European Court of Auditors Journal
Substitution effects, delays, constraints and administrative capacity risk considerably reducing actual investments under cohesion policy and NGEU/RRF
Jorge Nuñez Torres and Tomás Ruiz de la Ossa

Recovery and Resilience facility will lead to lower usage of other EU Funds

Jorge Núñez Ferrer, Senior Research Fellow, and Tomás Ruiz de la Ossa, Research Assistant at the Centre for European Policy Studies (CEPS), analysed the implementation of the Recovery and Resilience facility (RRF) and their interaction with other European funds. In their view, there is a growing probability that the RRF will be prioritised to the detriment of other European funds such as cohesion and React-EU funds, among others, whose execution rate to date is going below expectations.

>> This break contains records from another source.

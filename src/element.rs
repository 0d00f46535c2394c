use crate::component::{Component, ComponentRef};
use crate::value::{number_to_string, Attrs};
use std::borrow::Cow;
use std::fmt;
use std::iter;

/// What an element description renders as.
#[derive(Clone)]
pub enum Tag {
    /// A plain host element, such as `"div"`.
    Host(Cow<'static, str>),
    /// A component, instantiated with the element's attributes as its props.
    Component(ComponentRef),
}

impl Tag {
    /// The tag name, or the component's name.
    #[inline]
    pub fn name(&self) -> &str {
        match self {
            Tag::Host(name) => &**name,
            Tag::Component(c) => c.name(),
        }
    }
}

impl fmt::Debug for Tag {
    fn fmt(&self, f: &mut fmt::Formatter) -> fmt::Result {
        match self {
            Tag::Host(name) => f.debug_tuple("Host").field(name).finish(),
            Tag::Component(c) => f.debug_tuple("Component").field(&c.name()).finish(),
        }
    }
}

impl From<&'static str> for Tag {
    #[inline]
    fn from(name: &'static str) -> Tag {
        Tag::Host(Cow::Borrowed(name))
    }
}

impl From<String> for Tag {
    #[inline]
    fn from(name: String) -> Tag {
        Tag::Host(Cow::Owned(name))
    }
}

impl From<ComponentRef> for Tag {
    #[inline]
    fn from(c: ComponentRef) -> Tag {
        Tag::Component(c)
    }
}

/// A description of one element: its tag, attributes and children.
///
/// Element descriptions are plain data. They are built fresh for every render
/// and are never mutated after construction.
#[derive(Clone, Debug)]
pub struct Element {
    pub(crate) tag: Tag,
    pub(crate) attrs: Option<Attrs>,
    pub(crate) children: Vec<Node>,
}

impl Element {
    /// This element's tag.
    #[inline]
    pub fn tag(&self) -> &Tag {
        &self.tag
    }

    /// This element's attributes, if it was given any.
    #[inline]
    pub fn attrs(&self) -> Option<&Attrs> {
        self.attrs.as_ref()
    }

    /// This element's children, in order.
    #[inline]
    pub fn children(&self) -> &[Node] {
        &self.children
    }
}

/// A child in an element description: a primitive or another element.
#[derive(Clone, Debug)]
pub enum Node {
    /// A string, rendered as a text node.
    Text(String),
    /// A number, rendered as a text node holding its string form.
    Number(f64),
    /// A nested element.
    Element(Element),
}

impl Node {
    /// The text a text node for this child would contain, or `None` if this
    /// is an element.
    pub fn text(&self) -> Option<Cow<str>> {
        match self {
            Node::Text(s) => Some(Cow::Borrowed(s)),
            Node::Number(n) => Some(Cow::Owned(number_to_string(*n))),
            Node::Element(_) => None,
        }
    }
}

impl From<&str> for Node {
    #[inline]
    fn from(s: &str) -> Node {
        Node::Text(s.to_string())
    }
}

impl From<String> for Node {
    #[inline]
    fn from(s: String) -> Node {
        Node::Text(s)
    }
}

macro_rules! impl_from_number {
    ( $( $t:ty ),* ) => {
        $(
            impl From<$t> for Node {
                #[inline]
                fn from(n: $t) -> Node {
                    Node::Number(n as f64)
                }
            }
        )*
    }
}

impl_from_number!(f64, f32, i8, i16, i32, i64, isize, u8, u16, u32, u64, usize);

impl From<Element> for Node {
    #[inline]
    fn from(e: Element) -> Node {
        Node::Element(e)
    }
}

/// A node can become an iterator that yields the node itself once, so a
/// single child can be passed wherever a list of children is expected.
impl IntoIterator for Node {
    type Item = Node;
    type IntoIter = iter::Once<Node>;

    fn into_iter(self) -> Self::IntoIter {
        iter::once(self)
    }
}

/// Create an element description.
///
/// `tag` is either a host tag name or a [`ComponentRef`]. Nothing is checked
/// here: a bad description only fails once it is rendered.
///
/// ```
/// use mini_react::{create_element, Node};
///
/// let greeting = create_element(
///     "p",
///     None,
///     vec![
///         Node::from("Hello, "),
///         Node::from(create_element("strong", None, vec![Node::from("World")])),
///     ],
/// );
/// assert_eq!(greeting.tag().name(), "p");
/// assert_eq!(greeting.children().len(), 2);
/// ```
pub fn create_element<T, A, C>(tag: T, attrs: A, children: C) -> Element
where
    T: Into<Tag>,
    A: Into<Option<Attrs>>,
    C: IntoIterator<Item = Node>,
{
    Element {
        tag: tag.into(),
        attrs: attrs.into(),
        children: children.into_iter().collect(),
    }
}

/// Variadic [`create_element`]: every argument after the attributes is a
/// child and is converted with `Into<Node>`.
///
/// ```
/// use mini_react::element;
///
/// let e = element!("div", None, "hello ", element!("span", None, "world!"));
/// assert_eq!(e.children().len(), 2);
/// ```
#[macro_export]
macro_rules! element {
    ( $tag:expr, $attrs:expr $(,)* ) => {
        $crate::create_element($tag, $attrs, ::std::vec::Vec::<$crate::Node>::new())
    };
    ( $tag:expr, $attrs:expr, $( $child:expr ),+ $(,)* ) => {
        $crate::create_element(
            $tag,
            $attrs,
            ::std::vec![ $( $crate::Node::from($child) ),+ ],
        )
    };
}

/// Shorthand for a component reference to `C`, for use as a tag.
#[inline]
pub fn component<C>() -> ComponentRef
where
    C: Component + Default,
{
    ComponentRef::of::<C>()
}
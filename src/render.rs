//! Turning element descriptions into host nodes.
//!
//! There is no diffing here. Mounting materializes a whole tree, and every
//! component re-render materializes the component's whole subtree again and
//! swaps the new root node in for the old one.

use crate::value::number_to_string;
use crate::{Document, Element, Error, Instance, Listener, Node, Result, Tag, Value};
use std::rc::Rc;

/// Materialize `node` and append it to `container`. Returns the created host
/// node.
///
/// ```
/// use mini_react::{element, render, MemoryDocument};
///
/// let doc = MemoryDocument::new();
/// let root = doc.create_container("div", "root");
/// let node = render(&doc, element!("p", None, "hi"), &root).unwrap();
/// assert_eq!(doc.to_html(root), r#"<div id="root"><p>hi</p></div>"#);
/// # let _ = node;
/// ```
pub fn render<D, N>(doc: &D, node: N, container: &D::Node) -> Result<D::Node>
where
    D: Document,
    N: Into<Node>,
{
    let dom = materialize(doc, node.into())?;
    doc.append_child(container, &dom)?;
    Ok(dom)
}

/// Like [`render`], but first looks up the container by its `id`.
pub fn render_into<D, N>(doc: &D, node: N, container_id: &str) -> Result<D::Node>
where
    D: Document,
    N: Into<Node>,
{
    let container = doc
        .get_element_by_id(container_id)
        .ok_or_else(|| Error::MissingContainer(container_id.to_string()))?;
    render(doc, node, &container)
}

/// Re-render a component instance.
///
/// Calls the component's `render`, materializes the result into a brand new
/// host node, and, if the instance already owns a node that is attached to a
/// parent, replaces that node with the new one in the same slot. The new node
/// becomes the instance's base either way.
///
/// Nothing is compared: this rebuilds and swaps every time.
pub fn render_component<D>(instance: &Rc<Instance<D>>) -> Result<D::Node>
where
    D: Document,
{
    let doc = instance.document();
    let new_base = {
        let _rendering = instance.begin_render();
        let element = Instance::render_element(instance)?;
        materialize(doc, element.into())?
    };

    if let Some(old_base) = instance.base() {
        if let Some(parent) = doc.parent_node(&old_base) {
            debug!(
                "`{}`: replacing {:?} with {:?}",
                instance.name(),
                old_base,
                new_base
            );
            doc.replace_child(&parent, &new_base, &old_base)?;
        }
    }

    instance.set_base(new_base.clone());
    Ok(new_base)
}

fn materialize<D>(doc: &D, node: Node) -> Result<D::Node>
where
    D: Document,
{
    match node {
        Node::Text(text) => Ok(doc.create_text_node(&text)),
        Node::Number(n) => Ok(doc.create_text_node(&number_to_string(n))),
        Node::Element(Element {
            tag: Tag::Component(component),
            attrs,
            children,
        }) => {
            if !children.is_empty() {
                trace!(
                    "ignoring {} children of component `{}`",
                    children.len(),
                    component.name()
                );
            }
            let instance = Instance::new(doc.clone(), &component, attrs.unwrap_or_default());
            render_component(&instance)
        }
        Node::Element(Element {
            tag: Tag::Host(tag),
            attrs,
            children,
        }) => {
            let dom = doc.create_element(&tag)?;
            if let Some(attrs) = attrs {
                for (name, value) in attrs {
                    set_attribute(doc, &dom, &name, value)?;
                }
            }
            for child in children {
                let child = materialize(doc, child)?;
                doc.append_child(&dom, &child)?;
            }
            Ok(dom)
        }
    }
}

/// Is `name` an event handler key: `on` followed by at least one word
/// character?
pub(crate) fn is_event_key(name: &str) -> bool {
    name.starts_with("on")
        && name[2..]
            .chars()
            .next()
            .map_or(false, |c| c.is_ascii_alphanumeric() || c == '_')
}

fn set_attribute<D>(doc: &D, dom: &D::Node, name: &str, value: Value) -> Result<()>
where
    D: Document,
{
    if name == "className" {
        let class = attribute_string(name, &value)?;
        set_class_name(doc, dom, &class)
    } else if is_event_key(name) {
        let listener = into_listener(name, value)?;
        doc.set_event_handler(dom, &name.to_lowercase(), listener)
    } else if name == "style" {
        set_style(doc, dom, value)
    } else {
        let value = attribute_string(name, &value)?;
        doc.set_attribute(dom, name, &value)
    }
}

#[cfg(not(feature = "standard-class-name"))]
fn set_class_name<D: Document>(doc: &D, dom: &D::Node, class: &str) -> Result<()> {
    doc.set_property(dom, "class", class)
}

#[cfg(feature = "standard-class-name")]
fn set_class_name<D: Document>(doc: &D, dom: &D::Node, class: &str) -> Result<()> {
    doc.set_attribute(dom, "class", class)
}

fn set_style<D>(doc: &D, dom: &D::Node, value: Value) -> Result<()>
where
    D: Document,
{
    match value {
        Value::String(css) => doc.set_style_text(dom, &css),
        Value::Map(properties) => {
            for (property, value) in properties {
                let value = match value {
                    Value::Number(n) => format!("{}px", number_to_string(n)),
                    other => attribute_string("style", &other)?,
                };
                doc.set_style_property(dom, &property, &value)?;
            }
            Ok(())
        }
        Value::Null => Err(Error::InvalidAttribute {
            name: "style".to_string(),
            reason: "a style object cannot be null",
        }),
        other => {
            warn!("ignoring `style` value that is neither a string nor a map: {:?}", other);
            Ok(())
        }
    }
}

fn attribute_string(name: &str, value: &Value) -> Result<String> {
    value
        .to_attribute_string()
        .ok_or_else(|| Error::InvalidAttribute {
            name: name.to_string(),
            reason: "maps and listeners have no string form",
        })
}

fn into_listener(name: &str, value: Value) -> Result<Listener> {
    match value {
        Value::Listener(listener) => Ok(listener),
        _ => Err(Error::InvalidAttribute {
            name: name.to_string(),
            reason: "event handlers must be listeners",
        }),
    }
}
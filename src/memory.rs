//! An in-memory host document.
//!
//! `MemoryDocument` keeps a little DOM-like tree in a `Vec` arena. It is meant
//! for tests and benchmarks, not for long-running applications.
//!
//! Nodes are never freed: a replaced node stays in the arena, detached, so
//! that its identity and contents can still be inspected. Event handlers keep
//! their component instances alive, and instances keep a handle to the
//! document, so the whole tree lives until the process ends. Use a fresh
//! document per test or per benchmark batch.

use crate::{Document, Error, Event, Listener, Result};
use fxhash::FxHashMap;
use std::cell::RefCell;
use std::fmt;
use std::rc::Rc;

/// A handle to a node in a [`MemoryDocument`].
#[derive(Clone, Copy, Debug, PartialEq, Eq, Hash, PartialOrd, Ord)]
pub struct NodeId(u32);

#[derive(Debug)]
enum NodeKind {
    Element(String),
    Text(String),
}

#[derive(Debug)]
struct NodeData {
    kind: NodeKind,
    parent: Option<NodeId>,
    children: Vec<NodeId>,
    attributes: Vec<(String, String)>,
    properties: FxHashMap<String, String>,
    style: Vec<(String, String)>,
    handlers: FxHashMap<String, Listener>,
}

impl NodeData {
    fn new(kind: NodeKind) -> NodeData {
        NodeData {
            kind,
            parent: None,
            children: Vec::new(),
            attributes: Vec::new(),
            properties: FxHashMap::default(),
            style: Vec::new(),
            handlers: FxHashMap::default(),
        }
    }
}

#[derive(Debug)]
struct Tree {
    nodes: Vec<NodeData>,
    body: NodeId,
}

impl Tree {
    fn push(&mut self, data: NodeData) -> NodeId {
        let id = NodeId(self.nodes.len() as u32);
        self.nodes.push(data);
        id
    }

    fn get(&self, id: NodeId) -> Option<&NodeData> {
        self.nodes.get(id.0 as usize)
    }

    fn node(&self, id: NodeId) -> Result<&NodeData> {
        self.get(id)
            .ok_or_else(|| Error::Dom(format!("{:?} does not belong to this document", id)))
    }

    fn node_mut(&mut self, id: NodeId) -> Result<&mut NodeData> {
        self.nodes
            .get_mut(id.0 as usize)
            .ok_or_else(|| Error::Dom(format!("{:?} does not belong to this document", id)))
    }

    fn element_mut(&mut self, id: NodeId) -> Result<&mut NodeData> {
        let node = self.node_mut(id)?;
        match node.kind {
            NodeKind::Element(_) => Ok(node),
            NodeKind::Text(_) => Err(Error::Dom(format!("{:?} is not an element", id))),
        }
    }

    /// Is `ancestor` the same node as `id` or one of its ancestors?
    fn is_inclusive_ancestor(&self, ancestor: NodeId, mut id: NodeId) -> bool {
        loop {
            if id == ancestor {
                return true;
            }
            match self.get(id).and_then(|n| n.parent) {
                Some(parent) => id = parent,
                None => return false,
            }
        }
    }

    /// Check that `child` may be inserted under `parent`.
    fn check_insert(&self, parent: NodeId, child: NodeId) -> Result<()> {
        self.node(child)?;
        if let NodeKind::Text(_) = self.node(parent)?.kind {
            return Err(Error::Dom(format!("cannot insert into text node {:?}", parent)));
        }
        if self.is_inclusive_ancestor(child, parent) {
            return Err(Error::Dom(format!(
                "inserting {:?} under {:?} would create a cycle",
                child, parent
            )));
        }
        Ok(())
    }

    fn detach(&mut self, id: NodeId) -> Result<()> {
        if let Some(parent) = self.node(id)?.parent {
            self.node_mut(parent)?.children.retain(|c| *c != id);
            self.node_mut(id)?.parent = None;
        }
        Ok(())
    }

    fn text_content(&self, id: NodeId, out: &mut String) {
        if let Some(node) = self.get(id) {
            match &node.kind {
                NodeKind::Text(text) => out.push_str(text),
                NodeKind::Element(_) => {
                    for child in &node.children {
                        self.text_content(*child, out);
                    }
                }
            }
        }
    }

    fn html(&self, id: NodeId, out: &mut String) {
        let node = match self.get(id) {
            Some(node) => node,
            None => return,
        };
        match &node.kind {
            NodeKind::Text(text) => out.push_str(&escape(text)),
            NodeKind::Element(tag) => {
                out.push('<');
                out.push_str(tag);
                for (name, value) in &node.attributes {
                    out.push_str(&format!(" {}=\"{}\"", name, escape(value)));
                }
                if !node.style.is_empty() {
                    out.push_str(&format!(" style=\"{}\"", escape(&style_text(&node.style))));
                }
                out.push('>');
                for child in &node.children {
                    self.html(*child, out);
                }
                out.push_str("</");
                out.push_str(tag);
                out.push('>');
            }
        }
    }
}

fn style_text(style: &[(String, String)]) -> String {
    style
        .iter()
        .map(|(name, value)| format!("{}: {};", name, value))
        .collect::<Vec<_>>()
        .join(" ")
}

fn escape(s: &str) -> String {
    s.replace('&', "&amp;")
        .replace('<', "&lt;")
        .replace('>', "&gt;")
        .replace('"', "&quot;")
}

/// An in-memory [`Document`] for tests and benchmarks.
///
/// Cloning a `MemoryDocument` gives another handle to the same tree. A fresh
/// document contains a single `<body>` element; only nodes attached below it
/// are found by `get_element_by_id`.
#[derive(Clone)]
pub struct MemoryDocument {
    tree: Rc<RefCell<Tree>>,
}

impl Default for MemoryDocument {
    fn default() -> MemoryDocument {
        MemoryDocument::new()
    }
}

impl fmt::Debug for MemoryDocument {
    fn fmt(&self, f: &mut fmt::Formatter) -> fmt::Result {
        f.debug_struct("MemoryDocument")
            .field("nodes", &self.tree.borrow().nodes.len())
            .field("body", &self.to_html(self.body()))
            .finish()
    }
}

impl MemoryDocument {
    /// Create a new document with an empty `<body>`.
    pub fn new() -> MemoryDocument {
        let mut tree = Tree {
            nodes: Vec::new(),
            body: NodeId(0),
        };
        tree.body = tree.push(NodeData::new(NodeKind::Element("body".to_string())));
        MemoryDocument {
            tree: Rc::new(RefCell::new(tree)),
        }
    }

    /// The document's `<body>` element.
    #[inline]
    pub fn body(&self) -> NodeId {
        self.tree.borrow().body
    }

    /// Create an element with the given `id` attribute and append it to the
    /// body, ready to be rendered into.
    pub fn create_container(&self, tag: &str, id: &str) -> NodeId {
        let mut tree = self.tree.borrow_mut();
        let mut data = NodeData::new(NodeKind::Element(tag.to_string()));
        data.attributes.push(("id".to_string(), id.to_string()));
        let body = tree.body;
        data.parent = Some(body);
        let container = tree.push(data);
        tree.nodes[body.0 as usize].children.push(container);
        container
    }

    /// The lower-case tag name of an element, or `None` for text nodes.
    pub fn tag_name(&self, id: NodeId) -> Option<String> {
        match &self.tree.borrow().get(id)?.kind {
            NodeKind::Element(tag) => Some(tag.clone()),
            NodeKind::Text(_) => None,
        }
    }

    /// Is this a text node?
    pub fn is_text(&self, id: NodeId) -> bool {
        match self.tree.borrow().get(id).map(|n| &n.kind) {
            Some(NodeKind::Text(_)) => true,
            _ => false,
        }
    }

    /// The concatenated text of this node and all its descendants.
    pub fn text_content(&self, id: NodeId) -> String {
        let mut out = String::new();
        self.tree.borrow().text_content(id, &mut out);
        out
    }

    /// The node's children, in order.
    pub fn children(&self, id: NodeId) -> Vec<NodeId> {
        self.tree
            .borrow()
            .get(id)
            .map(|n| n.children.clone())
            .unwrap_or_default()
    }

    /// The node's parent, if it is attached.
    pub fn parent(&self, id: NodeId) -> Option<NodeId> {
        self.tree.borrow().get(id)?.parent
    }

    /// An attribute set with `set_attribute`.
    pub fn attribute(&self, id: NodeId, name: &str) -> Option<String> {
        let tree = self.tree.borrow();
        tree.get(id)?
            .attributes
            .iter()
            .find(|(n, _)| n == name)
            .map(|(_, v)| v.clone())
    }

    /// A property assigned with `set_property`.
    pub fn property(&self, id: NodeId, name: &str) -> Option<String> {
        self.tree.borrow().get(id)?.properties.get(name).cloned()
    }

    /// One inline style property.
    pub fn style_property(&self, id: NodeId, name: &str) -> Option<String> {
        let tree = self.tree.borrow();
        tree.get(id)?
            .style
            .iter()
            .find(|(n, _)| n == name)
            .map(|(_, v)| v.clone())
    }

    /// The node's whole inline style, as `name: value;` pairs.
    pub fn style_text(&self, id: NodeId) -> String {
        self.tree
            .borrow()
            .get(id)
            .map(|n| style_text(&n.style))
            .unwrap_or_default()
    }

    /// Does the node have an event handler property named `name`, e.g.
    /// `"onclick"`?
    pub fn has_event_handler(&self, id: NodeId, name: &str) -> bool {
        self.tree
            .borrow()
            .get(id)
            .map_or(false, |n| n.handlers.contains_key(name))
    }

    /// Dispatch an event of type `kind` (e.g. `"click"`) at the node by
    /// calling its `on<kind>` handler.
    ///
    /// Returns whether there was a handler to call, or whatever error the
    /// handler returned. Events do not bubble.
    pub fn dispatch(&self, id: NodeId, kind: &str) -> Result<bool> {
        let listener = {
            let tree = self.tree.borrow();
            let handler = format!("on{}", kind);
            tree.node(id)?.handlers.get(&handler).cloned()
        };
        match listener {
            Some(listener) => {
                listener.call(&Event::new(kind))?;
                Ok(true)
            }
            None => Ok(false),
        }
    }

    /// Serialize a node and its descendants as HTML.
    ///
    /// Properties and event handlers are not part of the markup.
    pub fn to_html(&self, id: NodeId) -> String {
        let mut out = String::new();
        self.tree.borrow().html(id, &mut out);
        out
    }
}

impl Document for MemoryDocument {
    type Node = NodeId;

    fn create_element(&self, tag: &str) -> Result<NodeId> {
        if tag.is_empty() || tag.contains(|c: char| c.is_whitespace() || c == '<' || c == '>') {
            return Err(Error::Dom(format!("invalid tag name {:?}", tag)));
        }
        let kind = NodeKind::Element(tag.to_ascii_lowercase());
        Ok(self.tree.borrow_mut().push(NodeData::new(kind)))
    }

    fn create_text_node(&self, text: &str) -> NodeId {
        let kind = NodeKind::Text(text.to_string());
        self.tree.borrow_mut().push(NodeData::new(kind))
    }

    fn append_child(&self, parent: &NodeId, child: &NodeId) -> Result<()> {
        let (parent, child) = (*parent, *child);
        let mut tree = self.tree.borrow_mut();
        tree.check_insert(parent, child)?;
        tree.detach(child)?;
        tree.node_mut(parent)?.children.push(child);
        tree.node_mut(child)?.parent = Some(parent);
        Ok(())
    }

    fn replace_child(&self, parent: &NodeId, new_child: &NodeId, old_child: &NodeId) -> Result<()> {
        let (parent, new_child, old_child) = (*parent, *new_child, *old_child);
        let mut tree = self.tree.borrow_mut();
        if tree.node(old_child)?.parent != Some(parent) {
            return Err(Error::Dom(format!(
                "{:?} is not a child of {:?}",
                old_child, parent
            )));
        }
        if new_child == old_child {
            return Ok(());
        }
        tree.check_insert(parent, new_child)?;
        tree.detach(new_child)?;
        let slot = tree
            .node(parent)?
            .children
            .iter()
            .position(|c| *c == old_child)
            .ok_or_else(|| Error::Dom(format!("{:?} lost track of {:?}", parent, old_child)))?;
        tree.node_mut(parent)?.children[slot] = new_child;
        tree.node_mut(new_child)?.parent = Some(parent);
        tree.node_mut(old_child)?.parent = None;
        Ok(())
    }

    fn parent_node(&self, node: &NodeId) -> Option<NodeId> {
        self.parent(*node)
    }

    fn set_attribute(&self, node: &NodeId, name: &str, value: &str) -> Result<()> {
        let mut tree = self.tree.borrow_mut();
        let attributes = &mut tree.element_mut(*node)?.attributes;
        match attributes.iter_mut().find(|(n, _)| n == name) {
            Some(attr) => attr.1 = value.to_string(),
            None => attributes.push((name.to_string(), value.to_string())),
        }
        Ok(())
    }

    fn set_property(&self, node: &NodeId, name: &str, value: &str) -> Result<()> {
        let mut tree = self.tree.borrow_mut();
        tree.node_mut(*node)?
            .properties
            .insert(name.to_string(), value.to_string());
        Ok(())
    }

    fn set_event_handler(&self, node: &NodeId, name: &str, listener: Listener) -> Result<()> {
        let mut tree = self.tree.borrow_mut();
        tree.element_mut(*node)?
            .handlers
            .insert(name.to_string(), listener);
        Ok(())
    }

    fn set_style_text(&self, node: &NodeId, css: &str) -> Result<()> {
        let style = css
            .split(';')
            .filter_map(|decl| {
                let mut parts = decl.splitn(2, ':');
                let name = parts.next()?.trim();
                let value = parts.next()?.trim();
                if name.is_empty() {
                    None
                } else {
                    Some((name.to_string(), value.to_string()))
                }
            })
            .collect();
        let mut tree = self.tree.borrow_mut();
        tree.element_mut(*node)?.style = style;
        Ok(())
    }

    fn set_style_property(&self, node: &NodeId, name: &str, value: &str) -> Result<()> {
        let mut tree = self.tree.borrow_mut();
        let style = &mut tree.element_mut(*node)?.style;
        match style.iter_mut().find(|(n, _)| n == name) {
            Some(entry) => entry.1 = value.to_string(),
            None => style.push((name.to_string(), value.to_string())),
        }
        Ok(())
    }

    fn get_element_by_id(&self, id: &str) -> Option<NodeId> {
        let tree = self.tree.borrow();
        let mut stack = vec![tree.body];
        while let Some(node) = stack.pop() {
            let data = tree.get(node)?;
            if data.attributes.iter().any(|(n, v)| n == "id" && v == id) {
                return Some(node);
            }
            stack.extend(data.children.iter().rev());
        }
        None
    }
}
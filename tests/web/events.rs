use super::{click, create_container, document};
use mini_react::{
    component, element, map, on, render, Component, Element, Props, RenderContext, State, Value,
};
use std::cell::Cell;
use std::rc::Rc;
use wasm_bindgen_test::*;

#[derive(Default)]
struct App;

impl Component for App {
    fn initial_state(&self, props: &Props) -> State {
        map! { "number" => props.get("number").cloned().unwrap_or(Value::Number(0.0)) }
    }

    fn render(&self, cx: &RenderContext) -> Option<Element> {
        let updater = cx.updater().clone();
        let number = cx.state().get("number")?.as_f64()?;
        Some(element!(
            "div",
            map! { "onClick" => on(move |_| updater.set_state(map! { "number" => number + 1.0 })) },
            number,
        ))
    }
}

#[wasm_bindgen_test]
fn click_calls_the_listener() {
    let container = create_container();
    let clicks = Rc::new(Cell::new(0));
    let counter = clicks.clone();
    let node = render(
        &document(),
        element!(
            "button",
            map! {
                "onClick" => on(move |event| {
                    assert_eq!(event.kind(), "click");
                    assert!(event.raw().is_some());
                    counter.set(counter.get() + 1);
                    Ok(())
                }),
            },
            "press",
        ),
        &container,
    )
    .unwrap();

    click(&node);
    click(&node);
    assert_eq!(clicks.get(), 2);
}

#[wasm_bindgen_test]
fn set_state_replaces_the_node() {
    let container = create_container();
    let before = render(
        &document(),
        element!(component::<App>(), map! { "number" => 2 }),
        &container,
    )
    .unwrap();

    click(&before);

    let after = container.first_child().expect("container should have a child");
    assert!(!after.is_same_node(Some(&before)));
    assert_eq!(after.text_content().unwrap_or_default(), "3");
    assert!(before.parent_node().is_none());
    assert_eq!(container.child_nodes().length(), 1);
}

Governments have to choose which funds to use due to their limited implementation capacity, which will result in final usage below the total available funds.

Main takeaways from the article:

  • Member States have limited administrative capacity to execute funds and they won´t execute total funds available: The article analyzes the low level of implementation of cohesion funds by countries, both in the past and in the current program 2021-2027, which surprisingly is practically unused. It also analyzes the implementation of the React EU funds, whose access and financial conditions are more attractive for countries. Although their usage is extremely heterogeneous by countries, Spain and Italy (the countries benefited with the highest amounts of RRF funds) will be well below the average.

  • Member states are focused on the implementation of RRF: The administrative burden to use EU Funds makes governments to prioritize the usage of RRF funds. Not only because is less onerous to spend than cohesion funds without national co-financing, but it is also in the political limelight. Regarding lower administrative burden, the article points out that an important difference was that the RRF was based on achieving milestones rather than ex-ante detailed project-based programming. However, the mistrust between Member States soon led to rigid ex-ante financial pre-allocation controls, which have delayed the approval of plans, slowed down deployment and reduced flexibility.

  • Looking forward the article suggests that Member States need to increase flexibility of EU funds: Conditions to access funds should move away from rigid pre-allocation and the ‘specification’ principle that ringfences funding for programmes and projects. They should focus more on achieving milestones, which would represent a move towards a system which covers expenditures as reimbursements, as is partially the case for the RRF. In the future, a system that could be considered is the one that provides EU loans that can eventually transform into grants, but only if objectives are achieved.